My legal dictionary orders entries like [amicus curiae](https://www.public.law/dictionary/entries/amicus-curiae) from simplest to most complex. I think it helps with comprehension and learning. I coded the numeric cloze score as the sort key.



## What's "reading level" and "cloze score"?

**Reading level** is the grade level of the material, in years of education. The scale is from
**1** to **16+**.

**Cloze** is a deletion test invented by Taylor (1953). The `36.91` score, above, means that roughly that 37% of the words could be deleted and the passage could still be understood. So, **a
higher cloze score is more readable**. They "range from 58 and above for the easiest passages to 10-15 and below for the most difficult" (Chall & Dale, p. 75).

See [the integration test file](https://github.com/public-law/new-dale-chall-readability/blob/master/tests/integration_test.py) for text samples from the book, along with their scores. 
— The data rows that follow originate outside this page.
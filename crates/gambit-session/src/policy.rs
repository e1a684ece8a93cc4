//! Heuristic move selection with skill-tiered randomness.
//!
//! Each legal move is scored from its tags alone (capture, check, mate,
//! centre destination) plus a little noise. The candidates are sorted and
//! one is picked uniformly among the top share allowed by the skill tier:
//! 70% of the list for a novice, 30% at club level, 10% for a grandmaster.
//! There is no search.

use crate::SkillTier;
use gambit_core::Move;
use gambit_rules::CandidateMove;
use rand::rngs::StdRng;
use rand::{Rng, SeedableRng};
use thiserror::Error;

pub const NOISE_MAX: f64 = 10.0;
pub const CAPTURE_BONUS: f64 = 50.0;
pub const CHECK_BONUS: f64 = 30.0;
pub const MATE_BONUS: f64 = 1000.0;
pub const CENTER_BONUS: f64 = 20.0;

#[derive(Debug, Clone, Error, PartialEq, Eq)]
pub enum PolicyError {
    #[error("no legal moves to choose from")]
    EmptyLegalMoveSet,
}

/// Deterministic part of the score. `noise` is the random draw in
/// `[0, NOISE_MAX)`.
pub fn score(candidate: &CandidateMove, noise: f64) -> f64 {
    let mut score = noise;
    if candidate.is_capture() {
        score += CAPTURE_BONUS;
    }
    if candidate.gives_mate {
        score += MATE_BONUS;
    } else if candidate.gives_check {
        score += CHECK_BONUS;
    }
    if candidate.to().is_center() {
        score += CENTER_BONUS;
    }
    score
}

/// How many of `n` ranked candidates the tier picks from: at least one.
pub fn pick_count(n: usize, tier: SkillTier) -> usize {
    let percent = (tier.random_factor() * 100.0).round() as usize;
    ((n * percent + 99) / 100).clamp(1, n.max(1))
}

/// Picks moves for the computer side and for hints.
pub struct MovePolicy<R = StdRng> {
    rng: R,
}

impl MovePolicy<StdRng> {
    /// Policy seeded from OS entropy.
    pub fn new() -> Self {
        Self::with_rng(StdRng::from_entropy())
    }

    /// Reproducible policy.
    pub fn seeded(seed: u64) -> Self {
        Self::with_rng(StdRng::seed_from_u64(seed))
    }
}

impl Default for MovePolicy<StdRng> {
    fn default() -> Self {
        Self::new()
    }
}

impl<R: Rng> MovePolicy<R> {
    pub fn with_rng(rng: R) -> Self {
        MovePolicy { rng }
    }

    /// Scores every candidate and sorts best first.
    pub fn rank<'a>(&mut self, candidates: &'a [CandidateMove]) -> Vec<(f64, &'a CandidateMove)> {
        let mut ranked: Vec<(f64, &CandidateMove)> = candidates
            .iter()
            .map(|c| (score(c, self.rng.gen_range(0.0..NOISE_MAX)), c))
            .collect();
        ranked.sort_by(|a, b| b.0.total_cmp(&a.0));
        ranked
    }

    /// Chooses one of `candidates` for the given tier.
    ///
    /// An empty list means the caller asked for a move in a finished
    /// position. That is a bug: it panics in debug builds and is reported
    /// as [`PolicyError::EmptyLegalMoveSet`] otherwise.
    pub fn select(
        &mut self,
        candidates: &[CandidateMove],
        tier: SkillTier,
    ) -> Result<Move, PolicyError> {
        debug_assert!(
            !candidates.is_empty(),
            "move policy invoked without legal moves"
        );
        if candidates.is_empty() {
            return Err(PolicyError::EmptyLegalMoveSet);
        }

        let ranked = self.rank(candidates);
        let k = pick_count(ranked.len(), tier);
        let (score, chosen) = ranked[self.rng.gen_range(0..k)];
        tracing::debug!(
            tier = %tier,
            candidates = ranked.len(),
            pool = k,
            score,
            mv = %chosen.mv,
            "policy picked move"
        );
        Ok(chosen.mv.clone())
    }

    /// Strongest-tier suggestion, independent of the game's tier.
    pub fn hint(&mut self, candidates: &[CandidateMove]) -> Result<Move, PolicyError> {
        self.select(candidates, SkillTier::Grandmaster)
    }
}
## Why yet another readability library?

Before creating this, I tried really hard to find a readability library that gave correct results, and also seemed to be a good algorithm. I realized I really like Dale-Chall. But I found show-stopping bugs in the existing libraries that cause them to give wrong answers.

There are a ton of low-effort blog posts about Dale-Chall: they all seem to have different ideas about how it works. So I wrote this by first ordering a copy of _Readability Revisited: The new Dale-Chall readability formula_. Then I used the book to code the library from scratch. My goal was to create the best library I could for analyzing text. It needs to start with giving correct results. I did my best to rigorously design and test the code. And secondly, it needs to be modern Python code that's super easy to use. So, no objects to instantiate and no odd module naming. Just a couple of functions which can be called.



It's 2022 and there are probably a half-dozen implementations on PyPI.
So why create another one?

* The existing libraries have issues that made me wonder if the results were accurate. For example:    
  * From my reading, I saw that **reading levels** are a set of
    ten "increasingly broad bands" (p. 75). 
    And they have labels like `3` and `7-8`.
    The existing readability libraries treat these as floating point numbers. 
    But now I believe that an enumeration — or specifically,
    a [Literal](https://docs.python.org/3/library/typing.html#typing.Literal) — captures the formula better:
    `Literal["1", "2", "3", "4", "5-6", "7-8", "9-10", "11-12", "13-15", "16+"]`
  * I also couldn't find a good description of this "new" Dale-Chall formula, and how the
    existing libraries implement it.
  * The readability scores are important for my international dictionary app: 
    It shows definitions sorted with the most readable first, to increase comprehension.
    [The entry for amicus curiae](https://www.public.law/dictionary/entries/amicus-curiae)
    is a good example.
    But I was getting odd results on some pages.
* Use Test-Driven Development to squash bugs and prevent regressions.
* [Turn examples from the book into test cases](https://github.com/public-law/new-dale-chall-readability/blob/master/tests/integration_test.py).
* Write with modern Python. I'm no expert, so I'm learning as I go along. E.g., 
  * It passes [Pyright strict-mode type-checking](https://github.com/public-law/new-dale-chall-readability/blob/master/pyproject.toml#L36-L47).
  * It uses recent type enhancements like `Literal`.
* Present a very easy API to use in any app or library.
  * No need to instantiate an object and learn its API.
  * Just import the needed function and call it.


The result is a library that provides, I think, more accurate readability scores.


## References

Chall, J., & Dale, E. (1995). _Readability revisited: The new Dale-Chall readability formula_.
Brookline Books.

Taylor, W. (1953). _Cloze procedure: a new tool for measuring readability._ Journalism Quarterly, 33, 42-46.